Overview of ATM-dependent phosphorylation of DAXX at S564 after DNA damage. (A) U2OS cells were pretreated with DMSO or 10 μM ATM inhibitor KU-55933 (ATMi) for 30 min, exposed to 2 mM hydroxyurea (HU), 4 nM neocarzinostatin (NCS) or 1 μM camptothecin (CPT) for the indicated times and subjected to western blotting analysis using labeled antibodies. (B) Table showing the level of phosphorylated S564 on DAXX and the activity of ATM/ATR kinases after different types of DNA damage. (C) Sequence-based predicted modular organization of DAXX according to Escobar-Cabrera et al. with indicated putative ATM/ATR phosphorylation motifs at C-terminus of DAXX (S564, S707, S712 and T726). SUMO-Interaction Motif (SIM), DAXX Helix Bundle (DHB) domain, segments rich in Ser/Pro/Glu residues (SPE) and in Ser/Pro/Thr (SPT) residues.

Figure 5.

DAXX is a substrate of Wip1 phosphatase. (A) BJ fibroblasts were exposed to 10 Gy or 2 Gy of IR and lysed at the indicated time points after DNA damage.
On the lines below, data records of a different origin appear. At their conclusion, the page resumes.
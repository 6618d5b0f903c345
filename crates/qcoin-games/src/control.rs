//! Classical control flow on the coin game: branching on measurements,
//! bounded retry loops and nested conditionals.
//!
//! Every scenario builds its program, prints it, runs it on a fresh QVM and
//! returns a report that tests can inspect.

use anyhow::{Context, bail};
use serde::Serialize;
use tracing::info;

use qcoin_adapter_qvm::{QvmBackend, QvmConfig, get_qc_with};
use qcoin_hal::Readout;
use qcoin_ir::{IrResult, MemoryType, Program};

use crate::{print_header, print_info, print_result, print_success};

/// Upper bound accepted for the retry loop.
pub const MAX_RETRY_ATTEMPTS: u32 = 1_000;

fn machine(name: &str, seed: Option<u64>) -> anyhow::Result<QvmBackend> {
    let config = QvmConfig {
        seed,
        ..QvmConfig::default()
    };
    get_qc_with(name, config).with_context(|| format!("Failed to create {name}"))
}

fn execute(qc: &QvmBackend, program: &Program, shots: u32) -> anyhow::Result<qcoin_hal::ExecutionResult> {
    let mut wrapped = program.clone();
    wrapped.wrap_in_numshots_loop(shots);
    let executable = qc.compile(&wrapped).context("Compilation failed")?;
    qc.run(&executable).context("Execution failed")
}

fn yes_no(flag: bool) -> &'static str {
    if flag { "YES" } else { "NO" }
}

fn rate(count: usize, total: usize) -> f64 {
    if total == 0 {
        0.0
    } else {
        100.0 * count as f64 / total as f64
    }
}

// =============================================================================
// Part 1: cheat detection with if/else
// =============================================================================

/// One round of the two-throw check.
#[derive(Debug, Clone, Copy, PartialEq, Eq, Serialize)]
pub struct CheatRound {
    /// Player 1, first throw.
    pub p1_first: i64,
    /// Player 2, first throw.
    pub p2_first: i64,
    /// Player 1, second throw.
    pub p1_second: i64,
    /// Player 2, second throw.
    pub p2_second: i64,
    /// Player 1 repeated their result.
    pub penalized: bool,
}

/// Result of [`cheat_detection_if_else`].
#[derive(Debug, Clone, Serialize)]
pub struct CheatDetectionReport {
    /// Round-by-round comparison.
    pub rounds: Vec<CheatRound>,
    /// Rounds in which player 1 was penalised.
    pub penalized: usize,
}

/// One throw of the cheater game: player 1 idles, player 2 flips.
pub fn throw_program() -> IrResult<Program> {
    let mut program = Program::new();
    let ro = program.declare("ro", MemoryType::Bit, 2)?;
    program.h(1)?;
    program.measure_all(&ro);
    Ok(program)
}

/// Throw twice per round and penalise player 1 whenever both throws agree.
pub fn cheat_detection_if_else(rounds: u32, seed: Option<u64>) -> anyhow::Result<CheatDetectionReport> {
    print_header("Part 1: cheat detection with if/else");
    println!("Player 1 is measured in two consecutive throws.");
    println!("Repeating the same result is penalised.");
    println!();

    let qc = machine("2q-qvm", seed)?;
    let first = throw_program()?;
    let second = throw_program()?;

    println!("First throw:");
    print!("{first}");
    println!();
    println!("Second throw:");
    print!("{second}");
    println!();

    let first_result = execute(&qc, &first, rounds)?;
    let second_result = execute(&qc, &second, rounds)?;

    let rounds: Vec<CheatRound> = first_result
        .readout("ro")
        .iter()
        .zip(second_result.readout("ro"))
        .map(|(a, b)| CheatRound {
            p1_first: a[0],
            p2_first: a[1],
            p1_second: b[0],
            p2_second: b[1],
            penalized: a[0] == b[0],
        })
        .collect();
    let penalized = rounds.iter().filter(|r| r.penalized).count();

    println!("Measurements and penalties:");
    println!(
        "{:<8} {:<8} {:<8} {:<8} {:<8} {:<10}",
        "Round", "P1-1", "P2-1", "P1-2", "P2-2", "Penalized"
    );
    println!("{}", "-".repeat(56));
    for (i, r) in rounds.iter().enumerate() {
        println!(
            "{:<8} {:<8} {:<8} {:<8} {:<8} {:<10}",
            i + 1,
            r.p1_first,
            r.p2_first,
            r.p1_second,
            r.p2_second,
            yes_no(r.penalized)
        );
    }
    println!();

    info!(rounds = rounds.len(), penalized, "Cheat detection finished");
    Ok(CheatDetectionReport { rounds, penalized })
}

// =============================================================================
// Part 2: retries with while
// =============================================================================

/// Final state of one retry shot.
#[derive(Debug, Clone, Copy, PartialEq, Eq, Serialize)]
pub struct RetryShot {
    /// Coins of the last attempt.
    pub coins: [i64; 2],
    /// Attempts made.
    pub attempts: i64,
    /// The last attempt was still a tie.
    pub tie: bool,
}

/// Result of [`retry_while`].
#[derive(Debug, Clone, Serialize)]
pub struct RetryReport {
    /// Attempt budget per shot.
    pub max_attempts: u32,
    /// Every shot.
    pub shots: Vec<RetryShot>,
    /// Shots that ended with a winner.
    pub no_ties: usize,
    /// Shots that ran out of attempts on a tie.
    pub ties: usize,
    /// Mean attempts per shot.
    pub mean_attempts: f64,
}

impl RetryReport {
    /// Share of shots that ended with a winner.
    pub fn success_percent(&self) -> f64 {
        rate(self.no_ties, self.shots.len())
    }
}

/// Flip both coins until they differ, at most `max_attempts` times.
///
/// ```text
/// MOVE attempts[0] 0; MOVE tie[0] 1; MOVE go[0] 1
/// while go[0]:
///     RESET 0; RESET 1; H 0; H 1; MEASURE
///     EQ tie[0] ro[0] ro[1]
///     ADD attempts[0] 1
///     LT below[0] attempts[0] max_attempts
///     go[0] := below[0] ? tie[0] : 0
/// ```
pub fn retry_program(max_attempts: u32) -> IrResult<Program> {
    let mut program = Program::new();
    let ro = program.declare("ro", MemoryType::Bit, 2)?;
    let attempts = program.declare("attempts", MemoryType::Integer, 1)?;
    let tie = program.declare("tie", MemoryType::Bit, 1)?;
    let below = program.declare("below", MemoryType::Bit, 1)?;
    let go = program.declare("go", MemoryType::Bit, 1)?;

    program
        .mov(attempts.at(0), 0)
        .mov(tie.at(0), 1)
        .mov(go.at(0), 1);

    let mut body = Program::new();
    body.reset(0).reset(1);
    body.h(0)?.h(1)?;
    body.measure_all(&ro);
    body.equal(tie.at(0), ro.at(0), ro.at(1));
    body.add(attempts.at(0), 1);
    body.less_than(below.at(0), attempts.at(0), i64::from(max_attempts));

    let mut keep_going = Program::new();
    keep_going.mov(go.at(0), tie.at(0));
    let mut stop = Program::new();
    stop.mov(go.at(0), 0);
    body.if_then(below.at(0), keep_going, stop)?;

    program.while_do(go.at(0), body)?;
    Ok(program)
}

/// Retry tied rounds until somebody wins or the budget runs out.
pub fn retry_while(shots: u32, max_attempts: u32, seed: Option<u64>) -> anyhow::Result<RetryReport> {
    if !(1..=MAX_RETRY_ATTEMPTS).contains(&max_attempts) {
        bail!("max attempts must be between 1 and {MAX_RETRY_ATTEMPTS}, got {max_attempts}");
    }

    print_header("Part 2: retries with while");
    println!("Both coins are flipped again while they agree,");
    println!("up to {max_attempts} attempt(s) per shot.");
    println!();

    let qc = machine("2q-qvm", seed)?;
    let program = retry_program(max_attempts)?;

    println!("Program:");
    print!("{program}");
    println!();

    let result = execute(&qc, &program, shots)?;
    let shots: Vec<RetryShot> = result
        .readout("ro")
        .iter()
        .zip(result.readout("attempts"))
        .zip(result.readout("tie"))
        .map(|((ro, attempts), tie)| RetryShot {
            coins: [ro[0], ro[1]],
            attempts: attempts[0],
            tie: tie[0] == 1,
        })
        .collect();

    let ties = shots.iter().filter(|s| s.tie).count();
    let no_ties = shots.len() - ties;
    let mean_attempts = if shots.is_empty() {
        0.0
    } else {
        shots.iter().map(|s| s.attempts as f64).sum::<f64>() / shots.len() as f64
    };

    let report = RetryReport {
        max_attempts,
        shots,
        no_ties,
        ties,
        mean_attempts,
    };

    println!("Results after {} executions:", report.shots.len());
    print_result("Executions without tie", report.no_ties);
    print_result("Executions still tied", report.ties);
    print_result("Success rate", format!("{:.1}%", report.success_percent()));
    print_result("Mean attempts", format!("{:.2}", report.mean_attempts));
    println!();

    Ok(report)
}

// =============================================================================
// Part 3: conditional penalty
// =============================================================================

/// Result of [`conditional_penalty`].
#[derive(Debug, Clone, Serialize)]
pub struct PenaltyReport {
    /// `ro` rows: player 1, player 2, penalty marker.
    pub rows: Readout,
    /// Shots where the penalty marker is set.
    pub penalties: usize,
    /// Shots where player 1 reads 1.
    pub player1_inverted: usize,
}

impl PenaltyReport {
    /// Share of shots in which player 1 was inverted.
    pub fn effectiveness_percent(&self) -> f64 {
        rate(self.player1_inverted, self.rows.len())
    }
}

/// Measure player 1; when the coin reads 0 flip it and mark qubit 2.
pub fn penalty_program() -> IrResult<Program> {
    let mut program = Program::new();
    let ro = program.declare("ro", MemoryType::Bit, 3)?;
    let verif = program.declare("verif", MemoryType::Bit, 1)?;

    program.h(1)?;
    program.measure(0, verif.at(0));

    let mut penalty = Program::new();
    penalty.x(0)?.x(2)?;
    program.if_then(verif.at(0), Program::new(), penalty)?;

    program.measure_all(&ro);
    Ok(program)
}

/// Penalise the cheater with an `X` when the check catches them.
pub fn conditional_penalty(shots: u32, seed: Option<u64>) -> anyhow::Result<PenaltyReport> {
    print_header("Part 3: conditional penalty");
    println!("A detected cheater gets an X gate, inverting their result.");
    println!();

    let qc = machine("3q-qvm", seed)?;
    let program = penalty_program()?;

    println!("Program with conditional penalty:");
    print!("{program}");
    println!();

    let result = execute(&qc, &program, shots)?;
    let rows = result.readout("ro").to_vec();
    let penalties = rows.iter().filter(|r| r[2] == 1).count();
    let player1_inverted = rows.iter().filter(|r| r[0] == 1).count();

    let report = PenaltyReport {
        rows,
        penalties,
        player1_inverted,
    };

    let total = report.rows.len();
    println!("Results:");
    print_result("Penalties applied", format!("{}/{total}", report.penalties));
    print_result(
        "Player 1 inverted",
        format!("{}/{total}", report.player1_inverted),
    );
    print_result(
        "Penalty effectiveness",
        format!("{:.1}%", report.effectiveness_percent()),
    );

    println!();
    println!("First 10 executions:");
    println!("{:<4} {:<6} {:<6} {:<10}", "#", "P1", "P2", "Penalized");
    println!("{}", "-".repeat(30));
    for (i, row) in report.rows.iter().take(10).enumerate() {
        println!(
            "{:<4} {:<6} {:<6} {:<10}",
            i + 1,
            row[0],
            row[1],
            yes_no(row[2] == 1)
        );
    }
    println!();

    Ok(report)
}

// =============================================================================
// Part 4: nested conditionals
// =============================================================================

/// Result of [`adaptive_multilevel`].
#[derive(Debug, Clone, Serialize)]
pub struct MultilevelReport {
    /// `ro` rows.
    pub rows: Readout,
    /// Shots where the detection marker is set.
    pub detections: usize,
}

impl MultilevelReport {
    /// Share of shots with a detection.
    pub fn detection_rate(&self) -> f64 {
        rate(self.detections, self.rows.len())
    }
}

/// Two-level check: a first 0 on player 1 marks qubit 2, resets and
/// re-measures player 1, and a second 0 confirms the cheat with an `X`.
pub fn multilevel_program() -> IrResult<Program> {
    let mut program = Program::new();
    let ro = program.declare("ro", MemoryType::Bit, 3)?;
    let test1 = program.declare("test1", MemoryType::Bit, 1)?;
    let test2 = program.declare("test2", MemoryType::Bit, 1)?;
    let level = program.declare("level", MemoryType::Bit, 1)?;

    program.h(1)?;
    program.measure(0, test1.at(0));

    let mut confirm = Program::new();
    confirm.x(0)?;

    let mut on_zero = Program::new();
    on_zero.x(2)?;
    on_zero.measure(2, level.at(0));
    on_zero.reset(0);
    on_zero.measure(0, test2.at(0));
    on_zero.if_then(test2.at(0), Program::new(), confirm)?;

    program.if_then(test1.at(0), Program::new(), on_zero)?;
    program.measure_all(&ro);
    Ok(program)
}

/// Run the nested detection scheme.
pub fn adaptive_multilevel(shots: u32, seed: Option<u64>) -> anyhow::Result<MultilevelReport> {
    print_header("Part 4: multilevel control (nested if)");
    println!("Decision levels:");
    println!("  1. Check whether player 1 cheats");
    println!("  2. If so, check again after a reset");
    println!("  3. Apply the matching penalty");
    println!();

    let qc = machine("3q-qvm", seed)?;
    let program = multilevel_program()?;

    println!("Program:");
    print!("{program}");
    println!();

    let result = execute(&qc, &program, shots)?;
    let rows = result.readout("ro").to_vec();
    let detections = rows.iter().filter(|r| r[2] == 1).count();
    let report = MultilevelReport { rows, detections };

    println!("Adaptive system results:");
    print_result(
        "Cheats detected",
        format!("{}/{}", report.detections, report.rows.len()),
    );
    print_result("Detection rate", format!("{:.1}%", report.detection_rate()));
    println!();

    Ok(report)
}

// =============================================================================
// All parts
// =============================================================================

/// Default shots per part, in part order.
pub const DEFAULT_SHOTS: [u32; 4] = [20, 30, 30, 25];

/// Reports of the four scenarios, in part order.
#[derive(Debug, Clone, Serialize)]
pub struct ControlReports {
    /// Part 1.
    pub cheat_detection: CheatDetectionReport,
    /// Part 2.
    pub retry: RetryReport,
    /// Part 3.
    pub penalty: PenaltyReport,
    /// Part 4.
    pub multilevel: MultilevelReport,
}

/// Run the four scenarios and print what they demonstrate.
///
/// `shots` overrides [`DEFAULT_SHOTS`] for every part.
pub fn run_all_control(
    max_attempts: u32,
    shots: Option<u32>,
    seed: Option<u64>,
) -> anyhow::Result<ControlReports> {
    let shots_for = |part: usize| shots.unwrap_or(DEFAULT_SHOTS[part]);
    print_header("Classical control flow on the QVM");

    let reports = ControlReports {
        cheat_detection: cheat_detection_if_else(shots_for(0), seed)?,
        retry: retry_while(shots_for(1), max_attempts, seed)?,
        penalty: conditional_penalty(shots_for(2), seed)?,
        multilevel: adaptive_multilevel(shots_for(3), seed)?,
    };

    print_control_summary();
    Ok(reports)
}

/// Print the list of control-flow concepts the scenarios cover.
pub fn print_control_summary() {
    print_header("Concepts covered");
    print_success("IF/THEN: conditional execution on measured bits");
    print_success("IF/THEN/ELSE: alternative branches");
    print_success("Nested IF: several decision levels");
    print_success("WHILE: loop with an attempt budget");
    print_success("RESET: reusing qubits mid-program");
    print_success("Mid-circuit measurement: classical feedback");
    println!();
    print_info("Applications: error correction, verification protocols,");
    print_info("adaptive algorithms, detection and response systems");
}
#[cfg(test)]
mod tests {
    use super::*;

    #[test]
    fn test_new_program() {
        let program = Program::new();
        assert!(program.is_empty());
        assert_eq!(program.num_shots(), 1);
        assert_eq!(program.num_qubits(), 0);
    }

    #[test]
    fn test_declare_is_idempotent() {
        let mut program = Program::new();
        let ro = program.declare("ro", MemoryType::Bit, 2).unwrap();
        let again = program.declare("ro", MemoryType::Bit, 2).unwrap();
        assert_eq!(ro, again);
        assert_eq!(program.declarations().len(), 1);

        let err = program.declare("ro", MemoryType::Integer, 2).unwrap_err();
        assert!(matches!(err, IrError::ConflictingDeclaration { .. }));
    }

    #[test]
    fn test_fluent_api() {
        let mut program = Program::new();
        let ro = program.declare("ro", MemoryType::Bit, 2).unwrap();
        program
            .h(0)
            .unwrap()
            .cnot(0, 1)
            .unwrap()
            .measure(0, ro.at(0))
            .measure(1, ro.at(1));

        assert_eq!(program.len(), 4);
        assert_eq!(program.num_qubits(), 2);
        assert_eq!(
            program.to_string(),
            "DECLARE ro BIT[2]\nH 0\nCNOT 0 1\nMEASURE 0 ro[0]\nMEASURE 1 ro[1]\n"
        );
    }

    #[test]
    fn test_num_qubits_uses_highest_index() {
        let mut program = Program::new();
        program.h(1).unwrap();
        program.x(2).unwrap();
        assert_eq!(program.qubits(), vec![QubitId(1), QubitId(2)]);
        assert_eq!(program.num_qubits(), 3);
    }

    #[test]
    fn test_if_then_layout() {
        let mut program = Program::new();
        let verif = program.declare("verif", MemoryType::Bit, 1).unwrap();
        program.measure(0, verif.at(0));

        let mut penalty = Program::new();
        penalty.x(0).unwrap().x(2).unwrap();

        program
            .if_then(verif.at(0), Program::new(), penalty)
            .unwrap();

        let names: Vec<&str> = program.instructions().iter().map(Instruction::name).collect();
        assert_eq!(
            names,
            vec!["MEASURE", "JUMP-WHEN", "X", "X", "JUMP", "LABEL", "LABEL"]
        );

        // JUMP-WHEN targets the THEN label, JUMP targets the END label.
        let insts = program.instructions();
        let then_label = insts[1].jump_target().unwrap();
        let end_label = insts[4].jump_target().unwrap();
        assert_eq!(insts[5], Instruction::Label(then_label.clone()));
        assert_eq!(insts[6], Instruction::Label(end_label.clone()));
        assert_ne!(then_label, end_label);
    }

    #[test]
    fn test_if_then_merges_branch_declarations() {
        let mut program = Program::new();
        let test1 = program.declare("test1", MemoryType::Bit, 1).unwrap();

        let mut branch = Program::new();
        let test2 = branch.declare("test2", MemoryType::Bit, 1).unwrap();
        branch.measure(0, test2.at(0));

        program.if_then(test1.at(0), Program::new(), branch).unwrap();
        assert!(program.declaration("test2").is_some());
    }

    #[test]
    fn test_nested_branches_use_distinct_labels() {
        let mut inner = Program::new();
        let c = inner.declare("c", MemoryType::Bit, 1).unwrap();
        inner.if_then(c.at(0), Program::new(), Program::new()).unwrap();

        let mut outer = Program::new();
        outer.declare("c", MemoryType::Bit, 1).unwrap();
        outer.if_then(c.at(0), inner, Program::new()).unwrap();

        let labels: Vec<&Label> = outer
            .instructions()
            .iter()
            .filter_map(|i| match i {
                Instruction::Label(l) => Some(l),
                _ => None,
            })
            .collect();
        let unique: BTreeSet<&str> = labels.iter().map(|l| l.name()).collect();
        assert_eq!(labels.len(), 4);
        assert_eq!(unique.len(), 4);
    }

    #[test]
    fn test_while_do_layout() {
        let mut program = Program::new();
        let flag = program.declare("flag", MemoryType::Bit, 1).unwrap();
        program.mov(flag.at(0), 1);

        let mut body = Program::new();
        body.mov(flag.at(0), 0);
        program.while_do(flag.at(0), body).unwrap();

        let names: Vec<&str> = program.instructions().iter().map(Instruction::name).collect();
        assert_eq!(
            names,
            vec!["MOVE", "LABEL", "JUMP-UNLESS", "MOVE", "JUMP", "LABEL"]
        );
    }

    #[test]
    fn test_append_conflict_is_error() {
        let mut a = Program::new();
        a.declare("ro", MemoryType::Bit, 2).unwrap();
        let mut b = Program::new();
        b.declare("ro", MemoryType::Bit, 3).unwrap();
        assert!(a.append(b).is_err());
    }

    #[test]
    fn test_failed_branch_merge_leaves_program_unchanged() {
        let mut program = Program::new();
        let c = program.declare("c", MemoryType::Bit, 1).unwrap();
        program.h(0).unwrap();
        let before = program.clone();

        let mut else_branch = Program::new();
        else_branch.declare("c", MemoryType::Integer, 4).unwrap();
        let mut then_branch = Program::new();
        then_branch.declare("extra", MemoryType::Bit, 1).unwrap();

        let err = program
            .if_then(c.at(0), then_branch, else_branch.clone())
            .unwrap_err();
        assert!(matches!(err, IrError::ConflictingDeclaration { .. }));
        assert_eq!(program, before);

        assert!(program.while_do(c.at(0), else_branch).is_err());
        assert_eq!(program, before);
    }

    #[test]
    fn test_failed_append_keeps_earlier_declarations_out() {
        let mut a = Program::new();
        a.declare("ro", MemoryType::Bit, 2).unwrap();
        let mut b = Program::new();
        b.declare("fresh", MemoryType::Bit, 1).unwrap();
        b.declare("ro", MemoryType::Bit, 3).unwrap();
        b.x(0).unwrap();

        assert!(a.append(b).is_err());
        assert!(a.declaration("fresh").is_none());
        assert!(a.is_empty());
    }

    #[test]
    fn test_classical_builders_render() {
        let mut program = Program::new();
        let ro = program.declare("ro", MemoryType::Bit, 2).unwrap();
        let tie = program.declare("tie", MemoryType::Bit, 1).unwrap();
        let n = program.declare("n", MemoryType::Integer, 1).unwrap();
        program
            .equal(tie.at(0), ro.at(0), ro.at(1))
            .less_than(tie.at(0), n.at(0), 3);

        let text = program.to_string();
        assert!(text.contains("EQ tie[0] ro[0] ro[1]"));
        assert!(text.contains("LT tie[0] n[0] 3"));
    }

    #[test]
    fn test_wrap_in_numshots_loop() {
        let mut program = Program::new();
        program.wrap_in_numshots_loop(30);
        assert_eq!(program.num_shots(), 30);

        let copy = program.clone();
        assert_eq!(copy.num_shots(), 30);
    }

    #[test]
    fn test_program_serde() {
        let mut program = Program::new();
        let ro = program.declare("ro", MemoryType::Bit, 1).unwrap();
        program.h(0).unwrap().measure(0, ro.at(0));
        let json = serde_json::to_string(&program).unwrap();
        let back: Program = serde_json::from_str(&json).unwrap();
        assert_eq!(program, back);
    }
}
Western blotting analysis using antibodies against phospho-DAXX (S564), DAXX, Wip1 or GAPDH showed that the DAXX S564 dephosphorylation coincides with increased expression of Wip1. (B) In vitro phosphatase assay was performed with recombinant wild-type Wip1 or phosphatase-dead Wip1-D314A mutant on FLAG-DAXX^WT immunopurified from transfected U2OS cells exposed to DNA damage. Samples were separated by SDS–PAGE and probed with indicated antibodies. As control, phosphatase buffer without Mg²⁺ was used or treatment with lambda protein phosphatase (λPP). (C) Wip1 was depleted by siRNA in U2OS cells stably expressing FLAG-DAXX^WT. Western blotting analysis using indicated antibodies showed that after DNA damage more phosphorylated DAXX is present in Wip1 siRNA treated cells compared to control GAPDH siRNA transfected cells.

Figure 6.

Wip1 affects DNA damage-induced phosphorylation of endogenous DAXX. MCF7 or U2OS cells were transfected with control (siLuc) or siRNA targeting Wip1 and 3 d later exposed to 5 Gy of IR or 4 nM NCS. Cells were lysed at the indicated time points after DNA damage and analyzed by protein gel blotting with the indicated antibodies (* unspecific band). α‑tubulin was used as a loading control.